Addendum for the applicable users of the Express Program
- Acceptance of Terms
- a. By electing the Express Shipping Option, you acknowledge that you have selected the Express Shipping Option and you have read, understood, and agree to be bound by these Express Fee Terms & Conditions.
- Express Shipping Option
- a. ShipBob provides an Express Shipping Option in qualifying geographic areas.
- b. The “Express Shipping Option” is defined as a shipment with a transit time of two business days once fulfilled by ShipBob, with a cutoff time of 12:00 PM local time Monday through Friday.
- c. The Express Shipping Option is only available in select zip codes in the United States, the list of which is available upon request. ShipBob reserves the right to modify such list of qualifying zip codes in its sole discretion and shall not be required to provide you with notice of any such modifications. The qualifying zip codes may also fluctuate in connection with the amount of your on hand inventory.

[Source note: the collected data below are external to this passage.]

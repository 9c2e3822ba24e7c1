//! Event stream over the tokenizer, for callers that want markup events
//! without building a tree.

use serde::Serialize;
use wombat_dom::AttributesMap;

use crate::tokenizer::{Token, TokenSink, TokenSinkResult, Tokenizer, TokenizerOpts, raw_kind_for};

/// One markup event.
#[derive(Debug, Clone, PartialEq, Eq, Serialize)]
pub enum StreamEvent {
    /// A start tag.
    Start {
        /// Lowercase tag name.
        name: String,
        /// Attributes in source order.
        attrs: AttributesMap,
    },
    /// An end tag.
    End {
        /// Lowercase tag name.
        name: String,
    },
    /// Character data, with references decoded. Adjacent runs are merged.
    Text(String),
    /// A comment's data.
    Comment(String),
    /// A DOCTYPE's name.
    Doctype(String),
}

#[derive(Debug, Default)]
struct EventCollector {
    events: Vec<StreamEvent>,
}

impl EventCollector {
    fn push_text(&mut self, text: String) {
        if let Some(StreamEvent::Text(previous)) = self.events.last_mut() {
            previous.push_str(&text);
        } else {
            self.events.push(StreamEvent::Text(text));
        }
    }
}

impl TokenSink for EventCollector {
    fn process(&mut self, token: Token) -> TokenSinkResult {
        match token {
            Token::StartTag { name, attrs, .. } => {
                let switch = raw_kind_for(&name);
                self.events.push(StreamEvent::Start { name, attrs });
                if let Some(kind) = switch {
                    return TokenSinkResult::SwitchTo(kind);
                }
            }
            Token::EndTag { name } => self.events.push(StreamEvent::End { name }),
            Token::CharacterRun { text } => self.push_text(text),
            Token::Comment { text } => self.events.push(StreamEvent::Comment(text)),
            Token::Doctype { name, .. } => {
                self.events.push(StreamEvent::Doctype(name.unwrap_or_default()));
            }
            Token::EndOfInput => {}
        }
        TokenSinkResult::Continue
    }
}

/// The markup events of `html` in source order.
///
/// ```
/// use wombat_html::{stream, StreamEvent};
///
/// let events: Vec<StreamEvent> = stream("<b>hi</b>").collect();
/// assert_eq!(events[1], StreamEvent::Text("hi".to_string()));
/// ```
pub fn stream(html: &str) -> impl Iterator<Item = StreamEvent> {
    let mut tokenizer = Tokenizer::new(EventCollector::default(), TokenizerOpts::default());
    tokenizer.run(html);
    let (collector, _) = tokenizer.into_parts();
    collector.events.into_iter()
}

#[cfg(test)]
mod tests {
    use super::*;

    #[test]
    fn test_style_content_is_one_text_event() {
        let events: Vec<StreamEvent> = stream("<style>a<b{}</style>").collect();
        assert_eq!(
            events,
            vec![
                StreamEvent::Start {
                    name: "style".to_string(),
                    attrs: AttributesMap::new(),
                },
                StreamEvent::Text("a<b{}".to_string()),
                StreamEvent::End {
                    name: "style".to_string(),
                },
            ]
        );
    }

    #[test]
    fn test_doctype_and_comment() {
        let events: Vec<StreamEvent> = stream("<!DOCTYPE html><!--x-->").collect();
        assert_eq!(
            events,
            vec![
                StreamEvent::Doctype("html".to_string()),
                StreamEvent::Comment("x".to_string()),
            ]
        );
    }

    #[test]
    fn test_events_serialize_with_ordered_attributes() {
        let events: Vec<StreamEvent> = stream("<a z=1 href=x>t").collect();
        let json = serde_json::to_string(&events).unwrap();
        assert_eq!(
            json,
            r#"[{"Start":{"name":"a","attrs":{"z":"1","href":"x"}}},{"Text":"t"}]"#
        );
    }
}
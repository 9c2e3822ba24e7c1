//! Named character reference lookup table.
//!
//! [§ 13.5 Named character references](https://html.spec.whatwg.org/multipage/named-characters.html#named-character-references)
//!
//! The full table defines 2,231 entities; this one carries the legacy
//! semicolon-less set plus the references that show up in real documents.

use std::collections::HashMap;
use std::sync::LazyLock;

/// Longest entity name in the table, semicolon excluded.
pub const MAX_ENTITY_NAME_LEN: usize = 32;

/// "Legacy" references that also match without a trailing semicolon.
const LEGACY_ENTITIES: &[(&str, &str)] = &[
    ("AElig", "\u{00C6}"),
    ("AMP", "&"),
    ("Aacute", "\u{00C1}"),
    ("Acirc", "\u{00C2}"),
    ("Agrave", "\u{00C0}"),
    ("Aring", "\u{00C5}"),
    ("Atilde", "\u{00C3}"),
    ("Auml", "\u{00C4}"),
    ("COPY", "\u{00A9}"),
    ("Ccedil", "\u{00C7}"),
    ("ETH", "\u{00D0}"),
    ("Eacute", "\u{00C9}"),
    ("Ecirc", "\u{00CA}"),
    ("Egrave", "\u{00C8}"),
    ("Euml", "\u{00CB}"),
    ("GT", ">"),
    ("Iacute", "\u{00CD}"),
    ("Icirc", "\u{00CE}"),
    ("Igrave", "\u{00CC}"),
    ("Iuml", "\u{00CF}"),
    ("LT", "<"),
    ("Ntilde", "\u{00D1}"),
    ("Oacute", "\u{00D3}"),
    ("Ocirc", "\u{00D4}"),
    ("Ograve", "\u{00D2}"),
    ("Oslash", "\u{00D8}"),
    ("Otilde", "\u{00D5}"),
    ("Ouml", "\u{00D6}"),
    ("QUOT", "\""),
    ("REG", "\u{00AE}"),
    ("THORN", "\u{00DE}"),
    ("Uacute", "\u{00DA}"),
    ("Ucirc", "\u{00DB}"),
    ("Ugrave", "\u{00D9}"),
    ("Uuml", "\u{00DC}"),
    ("Yacute", "\u{00DD}"),
    ("aacute", "\u{00E1}"),
    ("acirc", "\u{00E2}"),
    ("acute", "\u{00B4}"),
    ("aelig", "\u{00E6}"),
    ("agrave", "\u{00E0}"),
    ("amp", "&"),
    ("aring", "\u{00E5}"),
    ("atilde", "\u{00E3}"),
    ("auml", "\u{00E4}"),
    ("brvbar", "\u{00A6}"),
    ("ccedil", "\u{00E7}"),
    ("cedil", "\u{00B8}"),
    ("cent", "\u{00A2}"),
    ("copy", "\u{00A9}"),
    ("curren", "\u{00A4}"),
    ("deg", "\u{00B0}"),
    ("divide", "\u{00F7}"),
    ("eacute", "\u{00E9}"),
    ("ecirc", "\u{00EA}"),
    ("egrave", "\u{00E8}"),
    ("eth", "\u{00F0}"),
    ("euml", "\u{00EB}"),
    ("frac12", "\u{00BD}"),
    ("frac14", "\u{00BC}"),
    ("frac34", "\u{00BE}"),
    ("gt", ">"),
    ("iacute", "\u{00ED}"),
    ("icirc", "\u{00EE}"),
    ("iexcl", "\u{00A1}"),
    ("igrave", "\u{00EC}"),
    ("iquest", "\u{00BF}"),
    ("iuml", "\u{00EF}"),
    ("laquo", "\u{00AB}"),
    ("lt", "<"),
    ("macr", "\u{00AF}"),
    ("micro", "\u{00B5}"),
    ("middot", "\u{00B7}"),
    ("nbsp", "\u{00A0}"),
    ("not", "\u{00AC}"),
    ("ntilde", "\u{00F1}"),
    ("oacute", "\u{00F3}"),
    ("ocirc", "\u{00F4}"),
    ("ograve", "\u{00F2}"),
    ("ordf", "\u{00AA}"),
    ("ordm", "\u{00BA}"),
    ("oslash", "\u{00F8}"),
    ("otilde", "\u{00F5}"),
    ("ouml", "\u{00F6}"),
    ("para", "\u{00B6}"),
    ("plusmn", "\u{00B1}"),
    ("pound", "\u{00A3}"),
    ("quot", "\""),
    ("raquo", "\u{00BB}"),
    ("reg", "\u{00AE}"),
    ("sect", "\u{00A7}"),
    ("shy", "\u{00AD}"),
    ("sup1", "\u{00B9}"),
    ("sup2", "\u{00B2}"),
    ("sup3", "\u{00B3}"),
    ("szlig", "\u{00DF}"),
    ("thorn", "\u{00FE}"),
    ("times", "\u{00D7}"),
    ("uacute", "\u{00FA}"),
    ("ucirc", "\u{00FB}"),
    ("ugrave", "\u{00F9}"),
    ("uml", "\u{00A8}"),
    ("uuml", "\u{00FC}"),
    ("yacute", "\u{00FD}"),
    ("yen", "\u{00A5}"),
    ("yuml", "\u{00FF}"),
];

/// References that only match with their trailing semicolon.
const SEMICOLON_ENTITIES: &[(&str, &str)] = &[
    // Punctuation
    ("apos", "'"),
    ("ndash", "\u{2013}"),
    ("mdash", "\u{2014}"),
    ("lsquo", "\u{2018}"),
    ("rsquo", "\u{2019}"),
    ("sbquo", "\u{201A}"),
    ("ldquo", "\u{201C}"),
    ("rdquo", "\u{201D}"),
    ("bdquo", "\u{201E}"),
    ("dagger", "\u{2020}"),
    ("Dagger", "\u{2021}"),
    ("bull", "\u{2022}"),
    ("hellip", "\u{2026}"),
    ("permil", "\u{2030}"),
    ("prime", "\u{2032}"),
    ("Prime", "\u{2033}"),
    ("lsaquo", "\u{2039}"),
    ("rsaquo", "\u{203A}"),
    ("oline", "\u{203E}"),
    ("frasl", "\u{2044}"),
    ("ensp", "\u{2002}"),
    ("emsp", "\u{2003}"),
    ("thinsp", "\u{2009}"),
    ("zwnj", "\u{200C}"),
    ("zwj", "\u{200D}"),
    ("lrm", "\u{200E}"),
    ("rlm", "\u{200F}"),
    ("NewLine", "\n"),
    ("Tab", "\t"),
    ("excl", "!"),
    ("num", "#"),
    ("dollar", "$"),
    ("percnt", "%"),
    ("lpar", "("),
    ("rpar", ")"),
    ("ast", "*"),
    ("plus", "+"),
    ("comma", ","),
    ("period", "."),
    ("sol", "/"),
    ("colon", ":"),
    ("semi", ";"),
    ("equals", "="),
    ("quest", "?"),
    ("commat", "@"),
    ("lsqb", "["),
    ("bsol", "\\"),
    ("rsqb", "]"),
    ("lowbar", "_"),
    ("grave", "`"),
    ("lcub", "{"),
    ("verbar", "|"),
    ("rcub", "}"),
    // Symbols
    ("euro", "\u{20AC}"),
    ("trade", "\u{2122}"),
    ("TRADE", "\u{2122}"),
    ("image", "\u{2111}"),
    ("weierp", "\u{2118}"),
    ("real", "\u{211C}"),
    ("alefsym", "\u{2135}"),
    ("loz", "\u{25CA}"),
    ("spades", "\u{2660}"),
    ("clubs", "\u{2663}"),
    ("hearts", "\u{2665}"),
    ("diams", "\u{2666}"),
    ("check", "\u{2713}"),
    ("cross", "\u{2717}"),
    ("star", "\u{2606}"),
    ("starf", "\u{2605}"),
    ("fjlig", "fj"),
    ("OElig", "\u{0152}"),
    ("oelig", "\u{0153}"),
    ("Scaron", "\u{0160}"),
    ("scaron", "\u{0161}"),
    ("Yuml", "\u{0178}"),
    ("fnof", "\u{0192}"),
    ("circ", "\u{02C6}"),
    ("tilde", "\u{02DC}"),
    // Arrows
    ("larr", "\u{2190}"),
    ("uarr", "\u{2191}"),
    ("rarr", "\u{2192}"),
    ("darr", "\u{2193}"),
    ("harr", "\u{2194}"),
    ("crarr", "\u{21B5}"),
    ("lArr", "\u{21D0}"),
    ("uArr", "\u{21D1}"),
    ("rArr", "\u{21D2}"),
    ("dArr", "\u{21D3}"),
    ("hArr", "\u{21D4}"),
    // Mathematical operators
    ("forall", "\u{2200}"),
    ("part", "\u{2202}"),
    ("exist", "\u{2203}"),
    ("empty", "\u{2205}"),
    ("nabla", "\u{2207}"),
    ("isin", "\u{2208}"),
    ("notin", "\u{2209}"),
    ("ni", "\u{220B}"),
    ("prod", "\u{220F}"),
    ("sum", "\u{2211}"),
    ("minus", "\u{2212}"),
    ("lowast", "\u{2217}"),
    ("radic", "\u{221A}"),
    ("prop", "\u{221D}"),
    ("infin", "\u{221E}"),
    ("ang", "\u{2220}"),
    ("and", "\u{2227}"),
    ("or", "\u{2228}"),
    ("cap", "\u{2229}"),
    ("cup", "\u{222A}"),
    ("int", "\u{222B}"),
    ("there4", "\u{2234}"),
    ("sim", "\u{223C}"),
    ("cong", "\u{2245}"),
    ("asymp", "\u{2248}"),
    ("ne", "\u{2260}"),
    ("equiv", "\u{2261}"),
    ("le", "\u{2264}"),
    ("ge", "\u{2265}"),
    ("sub", "\u{2282}"),
    ("sup", "\u{2283}"),
    ("nsub", "\u{2284}"),
    ("sube", "\u{2286}"),
    ("supe", "\u{2287}"),
    ("oplus", "\u{2295}"),
    ("otimes", "\u{2297}"),
    ("perp", "\u{22A5}"),
    ("sdot", "\u{22C5}"),
    ("lceil", "\u{2308}"),
    ("rceil", "\u{2309}"),
    ("lfloor", "\u{230A}"),
    ("rfloor", "\u{230B}"),
    ("lang", "\u{27E8}"),
    ("rang", "\u{27E9}"),
    // Greek
    ("Alpha", "\u{0391}"),
    ("Beta", "\u{0392}"),
    ("Gamma", "\u{0393}"),
    ("Delta", "\u{0394}"),
    ("Epsilon", "\u{0395}"),
    ("Zeta", "\u{0396}"),
    ("Eta", "\u{0397}"),
    ("Theta", "\u{0398}"),
    ("Iota", "\u{0399}"),
    ("Kappa", "\u{039A}"),
    ("Lambda", "\u{039B}"),
    ("Mu", "\u{039C}"),
    ("Nu", "\u{039D}"),
    ("Xi", "\u{039E}"),
    ("Omicron", "\u{039F}"),
    ("Pi", "\u{03A0}"),
    ("Rho", "\u{03A1}"),
    ("Sigma", "\u{03A3}"),
    ("Tau", "\u{03A4}"),
    ("Upsilon", "\u{03A5}"),
    ("Phi", "\u{03A6}"),
    ("Chi", "\u{03A7}"),
    ("Psi", "\u{03A8}"),
    ("Omega", "\u{03A9}"),
    ("alpha", "\u{03B1}"),
    ("beta", "\u{03B2}"),
    ("gamma", "\u{03B3}"),
    ("delta", "\u{03B4}"),
    ("epsilon", "\u{03B5}"),
    ("zeta", "\u{03B6}"),
    ("eta", "\u{03B7}"),
    ("theta", "\u{03B8}"),
    ("iota", "\u{03B9}"),
    ("kappa", "\u{03BA}"),
    ("lambda", "\u{03BB}"),
    ("mu", "\u{03BC}"),
    ("nu", "\u{03BD}"),
    ("xi", "\u{03BE}"),
    ("omicron", "\u{03BF}"),
    ("pi", "\u{03C0}"),
    ("rho", "\u{03C1}"),
    ("sigmaf", "\u{03C2}"),
    ("sigma", "\u{03C3}"),
    ("tau", "\u{03C4}"),
    ("upsilon", "\u{03C5}"),
    ("phi", "\u{03C6}"),
    ("chi", "\u{03C7}"),
    ("psi", "\u{03C8}"),
    ("omega", "\u{03C9}"),
    ("thetasym", "\u{03D1}"),
    ("upsih", "\u{03D2}"),
    ("piv", "\u{03D6}"),
    // Multi-codepoint
    ("NotEqualTilde", "\u{2242}\u{0338}"),
    ("nvlt", "<\u{20D2}"),
    ("nvgt", ">\u{20D2}"),
    ("CounterClockwiseContourIntegral", "\u{2233}"),
];

/// The named character reference table.
/// Maps entity names (without the leading '&') to their replacement strings.
///
/// Every entity is keyed with its semicolon; legacy entities are keyed
/// without it as well (e.g., "&amp" matches like "&amp;").
static NAMED_ENTITIES: LazyLock<HashMap<String, &'static str>> = LazyLock::new(|| {
    let legacy = LEGACY_ENTITIES
        .iter()
        .map(|&(name, value)| (name.to_string(), value));
    let with_semicolon = LEGACY_ENTITIES
        .iter()
        .chain(SEMICOLON_ENTITIES)
        .map(|&(name, value)| (format!("{name};"), value));
    legacy.chain(with_semicolon).collect()
});

/// [§ 13.2.5.73 Named character reference state](https://html.spec.whatwg.org/multipage/parsing.html#named-character-reference-state)
///
/// Returns the replacement string if found.
/// The `name` should NOT include the leading '&'.
///
/// ```
/// use wombat_html::tokenizer::named_character_references::lookup_entity;
///
/// assert_eq!(lookup_entity("amp;"), Some("&"));
/// assert_eq!(lookup_entity("amp"), Some("&"));
/// assert_eq!(lookup_entity("hellip"), None);
/// ```
#[must_use]
pub fn lookup_entity(name: &str) -> Option<&'static str> {
    NAMED_ENTITIES.get(name).copied()
}

/// Longest legacy (semicolon-less) entity that is a prefix of `run`.
/// Returns the matched name length and replacement.
#[must_use]
pub fn longest_legacy_prefix(run: &str) -> Option<(usize, &'static str)> {
    (1..=run.len().min(MAX_ENTITY_NAME_LEN))
        .rev()
        .filter(|&len| run.is_char_boundary(len))
        .find_map(|len| lookup_entity(&run[..len]).map(|value| (len, value)))
}

#[cfg(test)]
mod tests {
    use super::*;

    #[test]
    fn test_semicolon_forms_present_for_legacy_names() {
        for &(name, value) in LEGACY_ENTITIES {
            assert_eq!(lookup_entity(&format!("{name};")), Some(value), "{name}");
        }
    }

    #[test]
    fn test_modern_names_need_semicolon() {
        assert_eq!(lookup_entity("mdash;"), Some("\u{2014}"));
        assert_eq!(lookup_entity("mdash"), None);
    }

    #[test]
    fn test_longest_legacy_prefix() {
        assert_eq!(longest_legacy_prefix("notit"), Some((3, "\u{00AC}")));
        assert_eq!(longest_legacy_prefix("ampx"), Some((3, "&")));
        assert_eq!(longest_legacy_prefix("zzz"), None);
    }

    #[test]
    fn test_names_fit_max_length() {
        for &(name, _) in LEGACY_ENTITIES.iter().chain(SEMICOLON_ENTITIES) {
            assert!(name.len() <= MAX_ENTITY_NAME_LEN, "{name}");
        }
    }
}
//! Common utilities for the Wombat HTML parser.
//!
//! This crate provides shared infrastructure used by the parser crates:
//! - **Warning System** - deduplicated, colored notices for approximated behavior
//! - **Encoding** - byte-to-text decoding with BOM, transport, and `<meta>` sniffing

pub mod encoding;
pub mod warning;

- d. ShipBob will be responsible for processing and routing shipments within the time frame set forth above.
- e. During peak season (defined as the dates between Thanksgiving Day and Christmas Eve), a transit time of 2 days may be impacted by changes to shipping carrier SLAs.
- Vendor Agreements
- a. You agree to maintain inventory levels of a minimum of four weeks of “on hand inventory.” “On hand inventory” shall be calculated by multiplying the most recent two weeks of sales by two.
- b. You agree to send replenishment inventory to a fulfillment center designated by ShipBob promptly upon request by ShipBob.
- c. You agree that ShipBob may move inventory as reasonably required in ShipBob’s discretion to enable and ensure coverage for the Express Shipping Option.
- Express Shipping Option Fee
- a. Upon receipt of Vendor’s selection of the Express Shipping Option, ShipBob will advise Vendor of the fee (the “Express Shipping Option Fee”) for such service, and Vendor shall pay the Express Shipping Option Fee.
- b. The Express Shipping Option Fee shall be considered a Service Fee.